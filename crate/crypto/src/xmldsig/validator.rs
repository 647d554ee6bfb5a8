use openssl::memcmp;
use tracing::{info, warn};

use super::{
    algorithms::{DSIG_NAMESPACE, SignatureMethod, Transform, digest_from_uri},
    c14n::{CanonicalizationMethod, Canonicalizer},
    dom::{Document, Element},
    key_selector::{KeySelector, decode_base64},
};
use crate::{CryptoError, crypto_ensure, error::result::CryptoResult};

#[derive(Debug, Clone, PartialEq, Eq)]
pub struct ReferenceValidation {
    pub uri: String,
    pub valid: bool,
}

/// Outcome of the core validation of a signature
#[derive(Debug, Clone, PartialEq, Eq)]
pub struct ValidationReport {
    pub signature_value_valid: bool,
    pub references: Vec<ReferenceValidation>,
}

impl ValidationReport {
    #[must_use]
    pub fn is_valid(&self) -> bool {
        self.signature_value_valid && self.references.iter().all(|r| r.valid)
    }
}

/// Validate the first signature of `xml`.
///
/// Returns `false` when the document holds no signature or when the
/// signature is invalid; the details of an invalid signature are only logged.
/// Malformed XML, unsupported algorithms and key selection failures are errors.
pub fn validate_document(xml: &str, selector: &dyn KeySelector) -> CryptoResult<bool> {
    let Some(report) = verify_document(xml, selector)? else {
        info!("the document holds no XML signature");
        return Ok(false);
    };
    if report.is_valid() {
        return Ok(true);
    }
    warn!("Signature failed core validation");
    info!("signature validation status: {}", report.signature_value_valid);
    for (i, reference) in report.references.iter().enumerate() {
        info!(
            "ref[{i}] (URI=\"{}\") validity status: {}",
            reference.uri, reference.valid
        );
    }
    Ok(false)
}

/// Check the signature value and every reference of the first signature of
/// `xml`, or `None` when the document is not signed
pub fn verify_document(
    xml: &str,
    selector: &dyn KeySelector,
) -> CryptoResult<Option<ValidationReport>> {
    let document = Document::parse(xml)?;
    let Some(signature_path) = document.root.path_to_first(DSIG_NAMESPACE, "Signature") else {
        return Ok(None);
    };
    let Some(&signature) = signature_path.last() else {
        return Ok(None);
    };

    let signed_info = required_child(signature, "SignedInfo")?;
    let canonicalization = CanonicalizationMethod::from_uri(algorithm(required_child(
        signed_info,
        "CanonicalizationMethod",
    )?)?)?;
    let method =
        SignatureMethod::from_uri(algorithm(required_child(signed_info, "SignatureMethod")?)?)?;
    let signature_value =
        decode_base64(&required_child(signature, "SignatureValue")?.text_content())?;

    let public_key = selector.select(signature.first_child(DSIG_NAMESPACE, "KeyInfo"), method)?;

    let mut signed_info_path = signature_path.clone();
    signed_info_path.push(signed_info);
    let canonical = Canonicalizer::new(canonicalization.with_comments()).subtree(&signed_info_path);
    let signature_value_valid =
        method.verify(&public_key, canonical.as_bytes(), &signature_value)?;

    let references = signed_info
        .children_named(DSIG_NAMESPACE, "Reference")
        .map(|reference| verify_reference(&document, signature, reference))
        .collect::<CryptoResult<Vec<_>>>()?;
    crypto_ensure!(
        !references.is_empty(),
        CryptoError::MalformedXml("SignedInfo holds no Reference".to_owned())
    );

    Ok(Some(ValidationReport {
        signature_value_valid,
        references,
    }))
}

fn verify_reference(
    document: &Document,
    signature: &Element,
    reference: &Element,
) -> CryptoResult<ReferenceValidation> {
    let uri = reference.attribute("URI").ok_or_else(|| {
        CryptoError::NotSupported("references without a URI are not supported".to_owned())
    })?;
    let transforms = reference
        .first_child(DSIG_NAMESPACE, "Transforms")
        .map(|transforms| {
            transforms
                .children_named(DSIG_NAMESPACE, "Transform")
                .map(|t| Transform::from_uri(algorithm(t)?))
                .collect::<CryptoResult<Vec<_>>>()
        })
        .transpose()?
        .unwrap_or_default();
    let digest = digest_from_uri(algorithm(required_child(reference, "DigestMethod")?)?)?;
    let expected = decode_base64(&required_child(reference, "DigestValue")?.text_content())?;

    // same-document node sets never contain comments
    let mut canonicalizer = Canonicalizer::new(false);
    if transforms.contains(&Transform::EnvelopedSignature) {
        canonicalizer = canonicalizer.excluding(signature);
    }
    let octets = if uri.is_empty() {
        canonicalizer.document(document)
    } else if let Some(id) = uri.strip_prefix('#') {
        let path = document.root.path_to_id(id)?.ok_or_else(|| {
            CryptoError::MalformedXml(format!("no element carries the identifier '{id}'"))
        })?;
        canonicalizer.subtree(&path)
    } else {
        return Err(CryptoError::NotSupported(format!(
            "only same-document references are supported, not '{uri}'"
        )));
    };

    let actual = digest.digest(octets.as_bytes())?;
    Ok(ReferenceValidation {
        uri: uri.to_owned(),
        valid: actual.len() == expected.len() && memcmp::eq(&actual, &expected),
    })
}

fn required_child<'a>(parent: &'a Element, local_name: &str) -> CryptoResult<&'a Element> {
    parent.first_child(DSIG_NAMESPACE, local_name).ok_or_else(|| {
        CryptoError::MalformedXml(format!(
            "{} has no {local_name} element",
            parent.local_name
        ))
    })
}

fn algorithm(element: &Element) -> CryptoResult<&str> {
    element.attribute("Algorithm").ok_or_else(|| {
        CryptoError::MalformedXml(format!("{} has no Algorithm attribute", element.local_name))
    })
}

──────────

> _Work item_
The entries above must be transcribed word for word.

> _Task output_
filename crate/crypto/src/xmldsig/validator.rs
repository 647d554ee6bfb5a8
use openssl::memcmp;
use tracing::{info, warn};

use super::{
    algorithms::{DSIG_NAMESPACE, SignatureMethod, Transform, digest_from_uri},
    c14n::{CanonicalizationMethod, Canonicalizer},
    dom::{Document, Element},
    key_selector::{KeySelector, decode_base64},
};
use crate::{CryptoError, crypto_ensure, error::result::CryptoResult};

#[derive(Debug, Clone, PartialEq, Eq)]
pub struct ReferenceValidation {
    pub uri: String,
    pub valid: bool,
}

/// Outcome of the core validation of a signature
#[derive(Debug, Clone, PartialEq, Eq)]
pub struct ValidationReport {
    pub signature_value_valid: bool,
    pub references: Vec<ReferenceValidation>,
}

impl ValidationReport {
    #[must_use]
    pub fn is_valid(&self) -> bool {
        self.signature_value_valid && self.references.iter().all(|r| r.valid)
    }
}

/// Validate the first signature of `xml`.
///
/// Returns `false` when the document holds no signature or when the
/// signature is invalid; the details of an invalid signature are only logged.
/// Malformed XML, unsupported algorithms and key selection failures are errors.
pub fn validate_document(xml: &str, selector: &dyn KeySelector) -> CryptoResult<bool> {
    let Some(report) = verify_document(xml, selector)? else {
        info!("the document holds no XML signature");
        return Ok(false);
    };
    if report.is_valid() {
        return Ok(true);
    }
    warn!("Signature failed core validation");
    info!("signature validation status: {}", report.signature_value_valid);
    for (i, reference) in report.references.iter().enumerate() {
        info!(
            "ref[{i}] (URI=\"{}\") validity status: {}",
            reference.uri, reference.valid
        );
    }
    Ok(false)
}

/// Check the signature value and every reference of the first signature of
/// `xml`, or `None` when the document is not signed
pub fn verify_document(
    xml: &str,
    selector: &dyn KeySelector,
) -> CryptoResult<Option<ValidationReport>> {
    let document = Document::parse(xml)?;
    let Some(signature_path) = document.root.path_to_first(DSIG_NAMESPACE, "Signature") else {
        return Ok(None);
    };
    let Some(&signature) = signature_path.last() else {
        return Ok(None);
    };

    let signed_info = required_child(signature, "SignedInfo")?;
    let canonicalization = CanonicalizationMethod::from_uri(algorithm(required_child(
        signed_info,
        "CanonicalizationMethod",
    )?)?)?;
    let method =
        SignatureMethod::from_uri(algorithm(required_child(signed_info, "SignatureMethod")?)?)?;
    let signature_value =
        decode_base64(&required_child(signature, "SignatureValue")?.text_content())?;

    let public_key = selector.select(signature.first_child(DSIG_NAMESPACE, "KeyInfo"), method)?;

    let mut signed_info_path = signature_path.clone();
    signed_info_path.push(signed_info);
    let canonical = Canonicalizer::new(canonicalization.with_comments()).subtree(&signed_info_path);
    let signature_value_valid =
        method.verify(&public_key, canonical.as_bytes(), &signature_value)?;

    let references = signed_info
        .children_named(DSIG_NAMESPACE, "Reference")
        .map(|reference| verify_reference(&document, signature, reference))
        .collect::<CryptoResult<Vec<_>>>()?;
    crypto_ensure!(
        !references.is_empty(),
        CryptoError::MalformedXml("SignedInfo holds no Reference".to_owned())
    );

    Ok(Some(ValidationReport {
        signature_value_valid,
        references,
    }))
}

fn verify_reference(
    document: &Document,
    signature: &Element,
    reference: &Element,
) -> CryptoResult<ReferenceValidation> {
    let uri = reference.attribute("URI").ok_or_else(|| {
        CryptoError::NotSupported("references without a URI are not supported".to_owned())
    })?;
    let transforms = reference
        .first_child(DSIG_NAMESPACE, "Transforms")
        .map(|transforms| {
            transforms
                .children_named(DSIG_NAMESPACE, "Transform")
                .map(|t| Transform::from_uri(algorithm(t)?))
                .collect::<CryptoResult<Vec<_>>>()
        })
        .transpose()?
        .unwrap_or_default();
    let digest = digest_from_uri(algorithm(required_child(reference, "DigestMethod")?)?)?;
    let expected = decode_base64(&required_child(reference, "DigestValue")?.text_content())?;

    // same-document node sets never contain comments
    let mut canonicalizer = Canonicalizer::new(false);
    if transforms.contains(&Transform::EnvelopedSignature) {
        canonicalizer = canonicalizer.excluding(signature);
    }
    let octets = if uri.is_empty() {
        canonicalizer.document(document)
    } else if let Some(id) = uri.strip_prefix('#') {
        let path = document.root.path_to_id(id)?.ok_or_else(|| {
            CryptoError::MalformedXml(format!("no element carries the identifier '{id}'"))
        })?;
        canonicalizer.subtree(&path)
    } else {
        return Err(CryptoError::NotSupported(format!(
            "only same-document references are supported, not '{uri}'"
        )));
    };

    let actual = digest.digest(octets.as_bytes())?;
    Ok(ReferenceValidation {
        uri: uri.to_owned(),
        valid: actual.len() == expected.len() && memcmp::eq(&actual, &expected),
    })
}

fn required_child<'a>(parent: &'a Element, local_name: &str) -> CryptoResult<&'a Element> {
    parent.first_child(DSIG_NAMESPACE, local_name).ok_or_else(|| {
        CryptoError::MalformedXml(format!(
            "{} has no {local_name} element",
            parent.local_name
        ))
    })
}

fn algorithm(element: &Element) -> CryptoResult<&str> {
    element.attribute("Algorithm").ok_or_else(|| {
        CryptoError::MalformedXml(format!("{} has no Algorithm attribute", element.local_name))
    })
}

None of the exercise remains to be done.